The Lecture was preceded by an introductory address by Dr. Michael Frendo MP, former Minister of Foreign Affairs of Malta and current Chairperson of the Maltese Parliament’s Foreign and EU Affairs Select Committee. In this address Dr. Frendo dwelled first on his experience in introducing Malta’s first ever Overseas Development Aid policy as Minister of Foreign Affairs when Malta joined the EU. He explained how prior to EU accession Malta had never had an Overseas Aid policy and in fact was more used to the notion of being an aid recipient rather than a donor.In fact initially there were difficulties in attracting enough support from all the relevant government departments. The phenomenon of illegal migration which began to hit Malta at the time, paradoxically, was a useful instrument to focus attention on the conditions prevailing in the outside world. It also helped all the relevant authorities realise that investing in overseas development was in Malta’s interest. The policy that Dr. Frendo eventually piloted and which became the basis of Malta’s development aid governance was drafted by taking into account Malta’s size and limited resources but also its geographical location and well-established expertise in certain niche araeas such as ICT, education, tourism, water management etc.
Lecture by Simon Maxwell, Senior Research Associate, Overseas Development Institute, London on ‘Rethinking international development: a new role for Europe’. Dr.Maxwell started his lecture by referring to the figure of Ryszard Kapuscinski and his contribution to the telling of ‘the development story’. He then went on to develophis argument in three steps, firstly that we live in a difficult and increasingly complex world, secondly that we need to reframe development cooperation and finally that there is a new role for Europe in the development aid structures.
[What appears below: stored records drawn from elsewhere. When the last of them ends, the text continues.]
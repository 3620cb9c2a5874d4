//! Signature and header verification over HTTP.

#[cfg(test)]
mod tests {
    use medscribe_auth::{ClientAgent, Platform, Product, RequestSigner, SignableBody};
    use medscribe_core::ApiKey;
    use reqwest::Method;

    use crate::{TEST_SECRET, TestGateway, json_body, now_millis, test_config, test_signer};

    #[tokio::test]
    async fn test_should_accept_signed_get() {
        let gateway = TestGateway::start(test_config()).await;
        let signer = test_signer();

        let resp = gateway
            .signed(
                &signer,
                Method::GET,
                "/v1/notes?limit=5",
                &SignableBody::Empty,
                now_millis(),
                None,
            )
            .send()
            .await
            .unwrap();

        assert_eq!(resp.status(), 200);
        let request_id = resp.headers()["x-request-id"].to_str().unwrap().to_owned();
        assert!(uuid::Uuid::parse_str(&request_id).is_ok());

        let body = json_body(resp).await;
        assert_eq!(body["method"], "GET");
        assert_eq!(body["path"], "/v1/notes?limit=5");
        assert_eq!(body["product"], "CLI");
        assert_eq!(body["rateRemaining"], 99);

        gateway.shutdown().await;
    }

    #[tokio::test]
    async fn test_should_accept_json_regardless_of_key_order() {
        let gateway = TestGateway::start(test_config()).await;
        let signer = test_signer();
        let signed = serde_json::json!({"patient": {"id": 7, "age": 41}, "draft": true});

        // Same document, different key order and spacing on the wire.
        let wire = r#"{ "draft": true, "patient": { "age": 41, "id": 7 } }"#;

        let resp = gateway
            .signed(
                &signer,
                Method::POST,
                "/v1/notes",
                &SignableBody::Json(signed),
                now_millis(),
                None,
            )
            .header("content-type", "application/json")
            .body(wire)
            .send()
            .await
            .unwrap();

        assert_eq!(resp.status(), 200);
        assert_eq!(json_body(resp).await["bodyBytes"], wire.len());

        gateway.shutdown().await;
    }

    #[tokio::test]
    async fn test_should_reject_missing_api_key() {
        let gateway = TestGateway::start(test_config()).await;

        let resp = gateway
            .client()
            .get(gateway.url("/v1/notes"))
            .send()
            .await
            .unwrap();

        assert_eq!(resp.status(), 401);
        let body = json_body(resp).await;
        assert_eq!(body["code"], 1001);
        assert_eq!(body["error"], "MISSING_API_KEY");

        gateway.shutdown().await;
    }

    #[tokio::test]
    async fn test_should_reject_short_api_key() {
        let gateway = TestGateway::start(test_config()).await;
        let signer = RequestSigner::new(
            ApiKey::new("too-short"),
            ClientAgent::new(Product::Cli, "1.0.0", Platform::Cli),
            TEST_SECRET,
        );

        let resp = gateway
            .signed(&signer, Method::GET, "/v1/notes", &SignableBody::Empty, now_millis(), None)
            .send()
            .await
            .unwrap();

        assert_eq!(resp.status(), 401);
        assert_eq!(json_body(resp).await["code"], 1002);

        gateway.shutdown().await;
    }

    #[tokio::test]
    async fn test_should_reject_unknown_client_agent() {
        let gateway = TestGateway::start(test_config()).await;
        let mut headers = test_signer().signed_headers(
            "GET",
            "/v1/notes",
            &SignableBody::Empty,
            now_millis(),
            None,
        );
        headers.insert("x-client-agent", "curl/8.0".parse().unwrap());

        let resp = gateway
            .client()
            .get(gateway.url("/v1/notes"))
            .headers(headers)
            .send()
            .await
            .unwrap();

        assert_eq!(resp.status(), 403);
        let body = json_body(resp).await;
        assert_eq!(body["code"], 1101);
        assert_eq!(body["error"], "BAD_USER_AGENT");

        gateway.shutdown().await;
    }

    #[tokio::test]
    async fn test_should_reject_path_signed_for_another_route() {
        let gateway = TestGateway::start(test_config()).await;
        let signer = test_signer();
        let headers = signer.signed_headers(
            "GET",
            "/v1/notes",
            &SignableBody::Empty,
            now_millis(),
            None,
        );

        let resp = gateway
            .client()
            .get(gateway.url("/v1/admin"))
            .headers(headers)
            .send()
            .await
            .unwrap();

        assert_eq!(resp.status(), 401);
        assert_eq!(json_body(resp).await["code"], 1104);

        gateway.shutdown().await;
    }

    #[tokio::test]
    async fn test_should_reject_stale_timestamp() {
        let gateway = TestGateway::start(test_config()).await;

        let resp = gateway
            .signed(
                &test_signer(),
                Method::GET,
                "/v1/notes",
                &SignableBody::Empty,
                now_millis() - 10 * 60 * 1000,
                None,
            )
            .send()
            .await
            .unwrap();

        assert_eq!(resp.status(), 401);
        let body = json_body(resp).await;
        assert_eq!(body["code"], 1105);
        assert_eq!(body["error"], "SKEWED_TIMESTAMP");

        gateway.shutdown().await;
    }

    #[tokio::test]
    async fn test_should_reject_tampered_body() {
        let gateway = TestGateway::start(test_config()).await;
        let signed = serde_json::json!({"text": "no known allergies"});

        let resp = gateway
            .signed(
                &test_signer(),
                Method::POST,
                "/v1/notes",
                &SignableBody::Json(signed),
                now_millis(),
                None,
            )
            .header("content-type", "application/json")
            .body(r#"{"text":"penicillin allergy"}"#)
            .send()
            .await
            .unwrap();

        assert_eq!(resp.status(), 401);
        let body = json_body(resp).await;
        assert_eq!(body["code"], 1106);
        assert_eq!(body["error"], "INVALID_SIGNATURE");

        gateway.shutdown().await;
    }

    #[tokio::test]
    async fn test_should_reject_wrong_secret() {
        let gateway = TestGateway::start(test_config()).await;
        let signer = RequestSigner::new(
            ApiKey::new(crate::TEST_API_KEY),
            ClientAgent::new(Product::Portal, "2.3", Platform::Web),
            "some-other-secret",
        );

        let resp = gateway
            .signed(&signer, Method::DELETE, "/v1/notes/9", &SignableBody::Empty, now_millis(), None)
            .send()
            .await
            .unwrap();

        assert_eq!(resp.status(), 401);
        assert_eq!(json_body(resp).await["code"], 1106);

        gateway.shutdown().await;
    }

    #[tokio::test]
    async fn test_should_skip_signature_when_disabled() {
        let config = medscribe_core::GuardConfig {
            signing_secret: None,
            verify_signature: false,
            ..medscribe_core::GuardConfig::default()
        };
        let gateway = TestGateway::start(config).await;
        let signer = test_signer();
        let mut headers =
            signer.signed_headers("GET", "/v1/notes", &SignableBody::Empty, now_millis(), None);
        headers.remove("x-signature");

        let resp = gateway
            .client()
            .get(gateway.url("/v1/notes"))
            .headers(headers)
            .send()
            .await
            .unwrap();

        assert_eq!(resp.status(), 200);

        gateway.shutdown().await;
    }
}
He also added a postscript i.e. that we should not be defeatist because a lot of progress has been achieved over the past decades.
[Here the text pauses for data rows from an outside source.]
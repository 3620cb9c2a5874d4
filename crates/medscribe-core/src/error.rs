//! Error types for the MedScribe core.

/// Core error type for guard infrastructure.
#[derive(Debug, thiserror::Error)]
pub enum CoreError {
    /// An environment variable holds a value that cannot be parsed.
    #[error("invalid value for {key}: {value:?}")]
    InvalidValue {
        /// The variable name.
        key: String,
        /// The raw value that failed to parse.
        value: String,
    },

    /// Configuration error.
    #[error("configuration error: {0}")]
    Config(String),
}

/// Convenience result type for core operations.
pub type CoreResult<T> = Result<T, CoreError>;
On the ‘new age of uncertainty’, Dr. Maxwell referred to the international community’s struggle to reach the Millennium Development Goals (MDGs). The situation was not an easy one with a number of geographical areas struggling to reach the goals and certain goals being behind schedule overall. These difficulties are compounded by the recent fuel, food and financial crises which made achieving the MDGs all the more hard. Furthermore other challenges to the international community are already present including climate change, resource scarcity, demographic pressures and rapid urbanization.
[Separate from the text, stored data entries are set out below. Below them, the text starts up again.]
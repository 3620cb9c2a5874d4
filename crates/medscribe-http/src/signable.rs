//! Decoding wire bodies into the form the signature covers.
//!
//! The `content-type` header picks the decoding:
//!
//! - `application/json` and `+json` types: parsed JSON, hashed in stable form
//! - `application/x-www-form-urlencoded`: form summary of the decoded pairs
//! - `multipart/form-data`: form summary of the parts
//! - anything else, or a missing header: the raw bytes
//!
//! Decoding never fails. A body that does not parse as its declared type is
//! hashed raw, and a signer that hashed the structured form will then see
//! `INVALID_SIGNATURE`.

use bytes::Bytes;
use medscribe_auth::body::{FormField, SignableBody};
use mime::Mime;
use tracing::debug;

use crate::multipart::parse_form_fields;

/// Build the signable body for `body` as declared by `content_type`.
///
/// # Examples
///
/// ```
/// use bytes::Bytes;
/// use medscribe_auth::body::SignableBody;
/// use medscribe_http::signable::decode_signable_body;
///
/// let body = decode_signable_body(Some("application/json"), Bytes::from_static(br#"{"id":"1"}"#));
/// assert_eq!(body, SignableBody::Json(serde_json::json!({"id": "1"})));
///
/// assert_eq!(decode_signable_body(None, Bytes::new()), SignableBody::Empty);
/// ```
#[must_use]
pub fn decode_signable_body(content_type: Option<&str>, body: Bytes) -> SignableBody {
    if body.is_empty() {
        return SignableBody::Empty;
    }

    let Some(mime) = content_type.and_then(|ct| ct.parse::<Mime>().ok()) else {
        return SignableBody::Raw(body);
    };

    if is_json(&mime) {
        return match serde_json::from_slice(&body) {
            Ok(value) => SignableBody::Json(value),
            Err(err) => {
                debug!(error = %err, "JSON body did not parse, hashing raw bytes");
                SignableBody::Raw(body)
            }
        };
    }

    if mime.essence_str() == mime::APPLICATION_WWW_FORM_URLENCODED.essence_str() {
        let fields = form_urlencoded::parse(&body)
            .map(|(name, value)| FormField::text(name, value))
            .collect();
        return SignableBody::Form(fields);
    }

    if mime.type_() == mime::MULTIPART && mime.subtype() == mime::FORM_DATA {
        let boundary = mime
            .get_param(mime::BOUNDARY)
            .map(|b| b.as_str().to_owned())
            .unwrap_or_default();
        return match parse_form_fields(&body, &boundary) {
            Ok(fields) => SignableBody::Form(fields),
            Err(err) => {
                debug!(error = %err, "multipart body did not parse, hashing raw bytes");
                SignableBody::Raw(body)
            }
        };
    }

    SignableBody::Raw(body)
}

fn is_json(mime: &Mime) -> bool {
    (mime.type_() == mime::APPLICATION && mime.subtype() == mime::JSON)
        || mime.suffix() == Some(mime::JSON)
}

#[cfg(test)]
mod tests {
    use medscribe_auth::canonical::hash_body;
    use serde_json::json;

    use super::*;

    #[test]
    fn test_should_decode_json_with_charset() {
        let body = decode_signable_body(
            Some("application/json; charset=utf-8"),
            Bytes::from_static(br#"{"b":2,"a":1}"#),
        );
        assert_eq!(body, SignableBody::Json(json!({"a": 1, "b": 2})));
    }

    #[test]
    fn test_should_decode_json_suffix_types() {
        let body = decode_signable_body(
            Some("application/vnd.medscribe.report+json"),
            Bytes::from_static(b"[1,2]"),
        );
        assert_eq!(body, SignableBody::Json(json!([1, 2])));
    }

    #[test]
    fn test_should_hash_unparsable_json_raw() {
        let raw = Bytes::from_static(b"{not json");
        let body = decode_signable_body(Some("application/json"), raw.clone());
        assert_eq!(body, SignableBody::Raw(raw));
    }

    #[test]
    fn test_should_decode_urlencoded_pairs() {
        let body = decode_signable_body(
            Some("application/x-www-form-urlencoded"),
            Bytes::from_static(b"b=two+words&a=%2F1"),
        );
        assert_eq!(
            body,
            SignableBody::Form(vec![
                FormField::text("b", "two words"),
                FormField::text("a", "/1"),
            ])
        );
        assert_eq!(body.canonical_bytes().as_ref(), b"a=/1&b=two words");
    }

    #[test]
    fn test_should_decode_multipart_fields() {
        let raw = "--XyZ\r\n\
             Content-Disposition: form-data; name=\"audio\"; filename=\"a.wav\"\r\n\
             \r\n\
             RIFF....\r\n\
             --XyZ--\r\n";
        let body = decode_signable_body(
            Some("multipart/form-data; boundary=XyZ"),
            Bytes::from(raw),
        );
        assert_eq!(
            body,
            SignableBody::Form(vec![FormField::file("audio", "a.wav")])
        );
    }

    #[test]
    fn test_should_ignore_file_content_in_multipart_hash() {
        let upload = |content: &str| {
            let raw = format!(
                "--b\r\nContent-Disposition: form-data; name=\"f\"; filename=\"x.bin\"\r\n\r\n{content}\r\n--b--\r\n"
            );
            hash_body(&decode_signable_body(
                Some("multipart/form-data; boundary=b"),
                Bytes::from(raw),
            ))
        };
        assert_eq!(upload("first"), upload("second"));
    }

    #[test]
    fn test_should_fall_back_to_raw() {
        let raw = Bytes::from_static(b"plain");
        assert_eq!(
            decode_signable_body(Some("text/plain"), raw.clone()),
            SignableBody::Raw(raw.clone())
        );
        assert_eq!(
            decode_signable_body(None, raw.clone()),
            SignableBody::Raw(raw.clone())
        );
        assert_eq!(
            decode_signable_body(Some("multipart/form-data; boundary=zz"), raw.clone()),
            SignableBody::Raw(raw)
        );
    }
}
In the context of re-framing development cooperation he pointed out that this had to be understood within a framework which recognized development aid as both a moral imperative and a common interest. He then went on to explain the current thinking in development policy on issues ranging from the role of the state and public expenditure to collective action. The emphasis was laid on the importance of maintaining aid volumes, pushing for aid effectiveness, a holistic approach by governments, focusing on fragile states and investing more in multilateralism. It was precisely in the context of multilateralism that the EU had a comparative advantage and should ensure that it used this to its fullest extent. Finally Dr Maxwell stated that the situation was not as bad as is sometimes claimed and a lot of progress has been achieved in many aspects.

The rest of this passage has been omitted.